Это был голос Артемизии. Байрон скользнул внутрь, и дверь быстро и неслышно закрылась. Он виновато взглянул на девушку. Его смущало то, в каком виде он явился: рубашка порвана на плече, один рукав болтался, одежда у него грязная, лицо в кровоподтеках.
Вспомнил, что все еще несет под мышкой ботинок, и принялся надевать его. Потом сказал:
— Вы не возражаете, если я сяду?
Она проводила его к стулу и встала рядом, слегка раздраженная.
— Что случилось? Что с вашей ногой?
— Поранил, — коротко ответил он. — Вы готовы?
Лицо ее прояснилось.
— Так вы согласны?
Байрон был не в состоянии обмениваться любезностями. Нога у него по-прежнему болела. Он сказал:
— Проводите меня к кораблю. Я оставлю эту проклятую планету. Если хотите, я возьму вас с собой.
Она нахмурилась.
— Вы могли быть повежливее. Была стычка?
— Да, со стражниками вашего отца, которые хотели арестовать меня за измену. Вот вам и право убежища.
— О! Мне жаль!
— Мне тоже. Неудивительно, что горстка тиранитов правит полусотней миров.
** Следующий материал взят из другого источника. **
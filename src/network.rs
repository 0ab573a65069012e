use crate::max_flow::MaxFlowError;

/// A directed edge with its declared capacity.
#[derive(Clone, Copy, Debug, PartialEq, Eq)]
pub struct FlowEdge {
    pub from: usize,
    pub to: usize,
    pub capacity: u64,
}

/// Static flow network: dense vertex ids `0..vertices`, edges kept in input order.
#[derive(Clone, Debug)]
pub struct FlowNetwork {
    vertices: usize,
    edges: Vec<FlowEdge>,
}

impl FlowNetwork {
    pub fn new(
        vertices: usize,
        edges: impl IntoIterator<Item = (usize, usize, i64)>,
    ) -> Result<Self, MaxFlowError> {
        let mut flow_edges = vec![];
        let mut total: u64 = 0;

        for (edge, (from, to, capacity)) in edges.into_iter().enumerate() {
            if from >= vertices || to >= vertices {
                return Err(MaxFlowError::InvalidEdge {
                    edge,
                    from,
                    to,
                    vertices,
                });
            }
            if capacity < 0 {
                return Err(MaxFlowError::NegativeCapacity { edge, capacity });
            }
            let capacity = capacity as u64;
            total = total
                .checked_add(capacity)
                .ok_or(MaxFlowError::CapacityOverflow)?;
            flow_edges.push(FlowEdge { from, to, capacity });
        }

        Ok(Self {
            vertices,
            edges: flow_edges,
        })
    }

    /// Every edge with capacity 1.
    pub fn with_unit_capacities(
        vertices: usize,
        edges: &[(usize, usize)],
    ) -> Result<Self, MaxFlowError> {
        Self::new(vertices, edges.iter().map(|&(u, v)| (u, v, 1)))
    }

    /*
       1
      / \
     0 - 3
      \ /
       2
    */
    pub fn diamond_with_chord() -> Self {
        let edges = [
            (0, 1),
            (1, 0),
            (0, 2),
            (2, 0),
            (1, 3),
            (3, 1),
            (2, 3),
            (3, 2),
            (0, 3),
            (3, 0),
        ];
        Self {
            vertices: 4,
            edges: edges
                .into_iter()
                .map(|(from, to)| FlowEdge {
                    from,
                    to,
                    capacity: 1,
                })
                .collect(),
        }
    }

    pub fn vertex_count(&self) -> usize {
        self.vertices
    }

    pub fn edge_count(&self) -> usize {
        self.edges.len()
    }

    pub fn edges(&self) -> &[FlowEdge] {
        &self.edges
    }

    pub fn is_vertex(&self, vertex: usize) -> bool {
        vertex < self.vertices
    }

    /// Sorted endpoints of all edges. Isolated vertices are left out.
    pub fn active_vertices(&self) -> Vec<usize> {
        let mut vertices: Vec<_> = self.edges.iter().flat_map(|e| [e.from, e.to]).collect();
        vertices.sort_unstable();
        vertices.dedup();
        vertices
    }

    /// Same vertices, every edge flipped. Edge indices are preserved.
    pub fn reversed(&self) -> Self {
        Self {
            vertices: self.vertices,
            edges: self
                .edges
                .iter()
                .map(|e| FlowEdge {
                    from: e.to,
                    to: e.from,
                    capacity: e.capacity,
                })
                .collect(),
        }
    }

    pub fn out_capacity(&self, vertex: usize) -> u64 {
        self.edges
            .iter()
            .filter(|e| e.from == vertex && e.to != vertex)
            .map(|e| e.capacity)
            .sum()
    }

    pub fn in_capacity(&self, vertex: usize) -> u64 {
        self.edges
            .iter()
            .filter(|e| e.to == vertex && e.from != vertex)
            .map(|e| e.capacity)
            .sum()
    }
}

#[cfg(test)]
mod tests {
    use super::*;

    #[test]
    fn rejects_negative_capacity() {
        let err = FlowNetwork::new(3, [(0, 1, 2), (1, 2, -1)]).unwrap_err();
        assert_eq!(
            err,
            MaxFlowError::NegativeCapacity {
                edge: 1,
                capacity: -1
            }
        );
    }

    #[test]
    fn rejects_out_of_range_edge() {
        let err = FlowNetwork::new(2, [(0, 2, 1)]).unwrap_err();
        assert!(matches!(err, MaxFlowError::InvalidEdge { edge: 0, to: 2, .. }));
    }

    #[test]
    fn rejects_capacity_sum_overflow() {
        let err =
            FlowNetwork::new(2, [(0, 1, i64::MAX), (0, 1, i64::MAX), (1, 0, 2)]).unwrap_err();
        assert_eq!(err, MaxFlowError::CapacityOverflow);
    }

    #[test]
    fn diamond_capacities() {
        let network = FlowNetwork::diamond_with_chord();
        assert_eq!(network.vertex_count(), 4);
        assert_eq!(network.edge_count(), 10);
        assert_eq!(network.out_capacity(0), 3);
        assert_eq!(network.in_capacity(3), 3);
        assert_eq!(network.out_capacity(1), 2);
    }

    #[test]
    fn reversal_keeps_indices() {
        let network = FlowNetwork::new(3, [(0, 1, 4), (1, 2, 7)]).unwrap();
        let reversed = network.reversed();
        assert_eq!(
            reversed.edges()[1],
            FlowEdge {
                from: 2,
                to: 1,
                capacity: 7
            }
        );
        assert_eq!(reversed.out_capacity(2), 7);
    }

    #[test]
    fn active_vertices_skip_isolated_ones() {
        let network = FlowNetwork::new(usize::MAX, [(9, 2, 1), (2, 9, 1), (5, 5, 0)]).unwrap();
        assert_eq!(network.active_vertices(), vec![2, 5, 9]);
        assert!(FlowNetwork::new(10, []).unwrap().active_vertices().is_empty());
    }

    #[test]
    fn self_loops_do_not_count_as_capacity() {
        let network = FlowNetwork::new(2, [(0, 0, 5), (0, 1, 1)]).unwrap();
        assert_eq!(network.out_capacity(0), 1);
    }
}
Мы сами им помогаем. Люди, подобные вашему отцу, делают все, чтобы укрепить власть тиранитов. Они забывают, что значит быть джентльменами.
— Я уже сказала, что мне жаль, лорд Ранчер.
Артемизия произнесла этот титул с холодной гордостью.
— Пожалуйста, не судите моего отца, — продолжала она более мягко. — Вы не знаете всех фактов.
— Меня они не интересуют. Нужно действовать быстро, пока не появились полчища стражников вашего обожаемого отца. Я не хотел вас обидеть…
Байрон не собирался больше извиняться; никогда раньше он не испытывал на себе действие нейронного хлыста и не хотел испытать снова. И, во имя космоса, у него было право на убежище.
Артемизия рассердилась не на отца, конечно, а на этого глупого молодого человека. Он так молод и опрометчив, а еще берется осуждать порядки чужого государства!